[Collected data entries]
============

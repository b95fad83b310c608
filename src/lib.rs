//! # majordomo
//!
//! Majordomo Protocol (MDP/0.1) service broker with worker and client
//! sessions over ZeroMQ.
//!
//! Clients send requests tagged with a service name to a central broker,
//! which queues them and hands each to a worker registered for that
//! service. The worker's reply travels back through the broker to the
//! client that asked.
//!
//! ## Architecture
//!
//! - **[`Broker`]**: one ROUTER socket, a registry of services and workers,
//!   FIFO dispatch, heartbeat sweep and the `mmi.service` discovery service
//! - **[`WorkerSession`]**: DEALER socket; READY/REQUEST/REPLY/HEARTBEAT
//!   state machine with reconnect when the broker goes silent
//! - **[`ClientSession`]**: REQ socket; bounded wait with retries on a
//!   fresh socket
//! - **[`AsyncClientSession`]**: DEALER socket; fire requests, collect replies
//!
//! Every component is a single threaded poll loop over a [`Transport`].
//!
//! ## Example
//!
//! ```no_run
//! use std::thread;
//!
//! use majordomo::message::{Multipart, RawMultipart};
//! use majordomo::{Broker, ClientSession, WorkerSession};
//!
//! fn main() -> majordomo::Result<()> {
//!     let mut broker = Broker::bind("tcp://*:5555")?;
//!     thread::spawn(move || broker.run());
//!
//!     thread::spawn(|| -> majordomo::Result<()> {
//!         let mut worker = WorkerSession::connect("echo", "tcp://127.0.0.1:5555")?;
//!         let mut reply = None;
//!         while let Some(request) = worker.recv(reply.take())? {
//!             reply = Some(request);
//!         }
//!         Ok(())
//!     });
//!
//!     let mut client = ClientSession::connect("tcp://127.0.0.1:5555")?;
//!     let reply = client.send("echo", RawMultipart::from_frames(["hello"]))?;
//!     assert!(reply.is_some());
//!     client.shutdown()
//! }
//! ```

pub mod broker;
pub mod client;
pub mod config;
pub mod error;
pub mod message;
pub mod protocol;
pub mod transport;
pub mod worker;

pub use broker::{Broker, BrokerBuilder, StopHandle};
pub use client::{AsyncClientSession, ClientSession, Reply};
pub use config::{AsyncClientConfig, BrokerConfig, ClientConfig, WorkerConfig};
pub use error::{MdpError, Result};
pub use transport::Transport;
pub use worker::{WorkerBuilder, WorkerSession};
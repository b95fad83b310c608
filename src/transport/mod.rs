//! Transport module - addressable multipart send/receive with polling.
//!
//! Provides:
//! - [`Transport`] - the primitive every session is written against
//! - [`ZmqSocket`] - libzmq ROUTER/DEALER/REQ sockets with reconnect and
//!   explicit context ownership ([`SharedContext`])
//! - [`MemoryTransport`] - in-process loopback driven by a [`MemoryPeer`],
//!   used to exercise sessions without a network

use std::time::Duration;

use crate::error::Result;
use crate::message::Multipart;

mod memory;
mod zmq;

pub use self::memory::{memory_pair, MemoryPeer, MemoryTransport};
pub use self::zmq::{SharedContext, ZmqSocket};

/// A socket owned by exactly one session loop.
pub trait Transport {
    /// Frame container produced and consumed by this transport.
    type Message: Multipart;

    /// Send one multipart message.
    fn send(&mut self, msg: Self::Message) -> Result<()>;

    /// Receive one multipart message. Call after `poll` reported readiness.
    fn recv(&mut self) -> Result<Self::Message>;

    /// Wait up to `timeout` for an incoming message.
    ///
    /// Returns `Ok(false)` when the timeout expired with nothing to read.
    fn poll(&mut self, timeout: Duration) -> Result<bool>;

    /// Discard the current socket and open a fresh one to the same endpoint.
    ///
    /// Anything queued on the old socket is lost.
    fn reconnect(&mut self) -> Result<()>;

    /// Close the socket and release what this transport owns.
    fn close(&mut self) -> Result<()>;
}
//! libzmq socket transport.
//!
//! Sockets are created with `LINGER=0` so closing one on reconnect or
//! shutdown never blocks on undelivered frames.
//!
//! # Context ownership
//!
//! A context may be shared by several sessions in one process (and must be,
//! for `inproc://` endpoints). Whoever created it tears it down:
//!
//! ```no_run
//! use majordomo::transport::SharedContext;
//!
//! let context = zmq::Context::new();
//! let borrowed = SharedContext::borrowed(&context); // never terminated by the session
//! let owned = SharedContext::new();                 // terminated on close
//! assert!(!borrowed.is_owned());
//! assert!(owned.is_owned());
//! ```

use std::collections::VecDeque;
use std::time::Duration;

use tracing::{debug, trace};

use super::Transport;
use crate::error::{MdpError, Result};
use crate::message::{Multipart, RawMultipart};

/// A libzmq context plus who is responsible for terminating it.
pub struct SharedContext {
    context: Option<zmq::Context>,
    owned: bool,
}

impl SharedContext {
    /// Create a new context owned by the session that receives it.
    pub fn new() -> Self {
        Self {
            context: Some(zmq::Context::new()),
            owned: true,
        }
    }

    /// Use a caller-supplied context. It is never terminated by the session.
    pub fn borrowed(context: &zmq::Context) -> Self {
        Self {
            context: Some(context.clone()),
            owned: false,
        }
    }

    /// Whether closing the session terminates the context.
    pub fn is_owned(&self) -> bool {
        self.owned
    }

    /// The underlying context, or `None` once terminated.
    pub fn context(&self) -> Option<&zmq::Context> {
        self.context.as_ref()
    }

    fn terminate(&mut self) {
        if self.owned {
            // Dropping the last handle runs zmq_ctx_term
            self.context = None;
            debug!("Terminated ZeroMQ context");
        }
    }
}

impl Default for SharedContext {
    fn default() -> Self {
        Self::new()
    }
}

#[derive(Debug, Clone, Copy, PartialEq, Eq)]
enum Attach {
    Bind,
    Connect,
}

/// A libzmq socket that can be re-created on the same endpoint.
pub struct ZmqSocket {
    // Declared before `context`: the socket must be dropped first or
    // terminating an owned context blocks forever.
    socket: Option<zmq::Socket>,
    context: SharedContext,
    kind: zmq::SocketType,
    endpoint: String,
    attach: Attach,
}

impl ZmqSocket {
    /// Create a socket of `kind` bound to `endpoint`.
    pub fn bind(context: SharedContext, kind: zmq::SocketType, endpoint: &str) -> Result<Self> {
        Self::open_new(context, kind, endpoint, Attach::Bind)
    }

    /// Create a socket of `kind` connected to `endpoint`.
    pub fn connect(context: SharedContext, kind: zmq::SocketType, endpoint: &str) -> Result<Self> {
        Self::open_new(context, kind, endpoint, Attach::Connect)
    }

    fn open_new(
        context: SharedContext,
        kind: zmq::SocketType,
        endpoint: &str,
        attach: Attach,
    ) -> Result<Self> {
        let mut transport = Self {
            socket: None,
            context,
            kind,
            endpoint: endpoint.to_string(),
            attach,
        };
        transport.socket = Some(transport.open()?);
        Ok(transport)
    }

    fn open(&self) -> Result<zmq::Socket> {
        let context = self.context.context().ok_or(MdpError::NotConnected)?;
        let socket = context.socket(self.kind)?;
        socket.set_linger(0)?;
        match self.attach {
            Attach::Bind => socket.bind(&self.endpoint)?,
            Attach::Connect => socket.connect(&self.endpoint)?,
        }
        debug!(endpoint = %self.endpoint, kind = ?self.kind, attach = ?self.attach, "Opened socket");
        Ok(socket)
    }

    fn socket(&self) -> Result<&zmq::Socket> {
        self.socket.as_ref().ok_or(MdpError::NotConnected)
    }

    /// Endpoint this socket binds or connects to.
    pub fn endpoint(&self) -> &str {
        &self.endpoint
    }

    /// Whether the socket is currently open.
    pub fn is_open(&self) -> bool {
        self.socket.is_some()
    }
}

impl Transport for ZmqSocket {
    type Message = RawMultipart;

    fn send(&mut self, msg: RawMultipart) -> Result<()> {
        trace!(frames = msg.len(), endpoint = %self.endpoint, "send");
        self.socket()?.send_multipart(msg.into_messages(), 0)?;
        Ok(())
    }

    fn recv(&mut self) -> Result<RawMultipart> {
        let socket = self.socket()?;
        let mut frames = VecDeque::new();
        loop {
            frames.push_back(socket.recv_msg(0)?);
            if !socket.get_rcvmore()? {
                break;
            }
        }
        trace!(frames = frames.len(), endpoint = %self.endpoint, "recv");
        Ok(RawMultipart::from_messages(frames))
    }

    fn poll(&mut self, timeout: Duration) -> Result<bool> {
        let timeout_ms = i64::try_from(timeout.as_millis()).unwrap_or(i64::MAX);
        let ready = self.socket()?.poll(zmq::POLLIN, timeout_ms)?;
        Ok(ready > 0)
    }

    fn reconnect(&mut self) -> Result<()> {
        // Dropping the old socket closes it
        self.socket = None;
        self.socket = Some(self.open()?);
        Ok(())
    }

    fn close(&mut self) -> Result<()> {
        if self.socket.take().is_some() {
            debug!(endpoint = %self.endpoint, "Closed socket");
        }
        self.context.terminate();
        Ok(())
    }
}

============

__WHAT YOU ARE ASKED TO DO__:
Only lines with the word "echo" are wanted; pull each of them from the records.

__EXERCISE ANSWER__:
//!         let mut worker = WorkerSession::connect("echo", "tcp://127.0.0.1:5555")?;
//!     let reply = client.send("echo", RawMultipart::from_frames(["hello"]))?;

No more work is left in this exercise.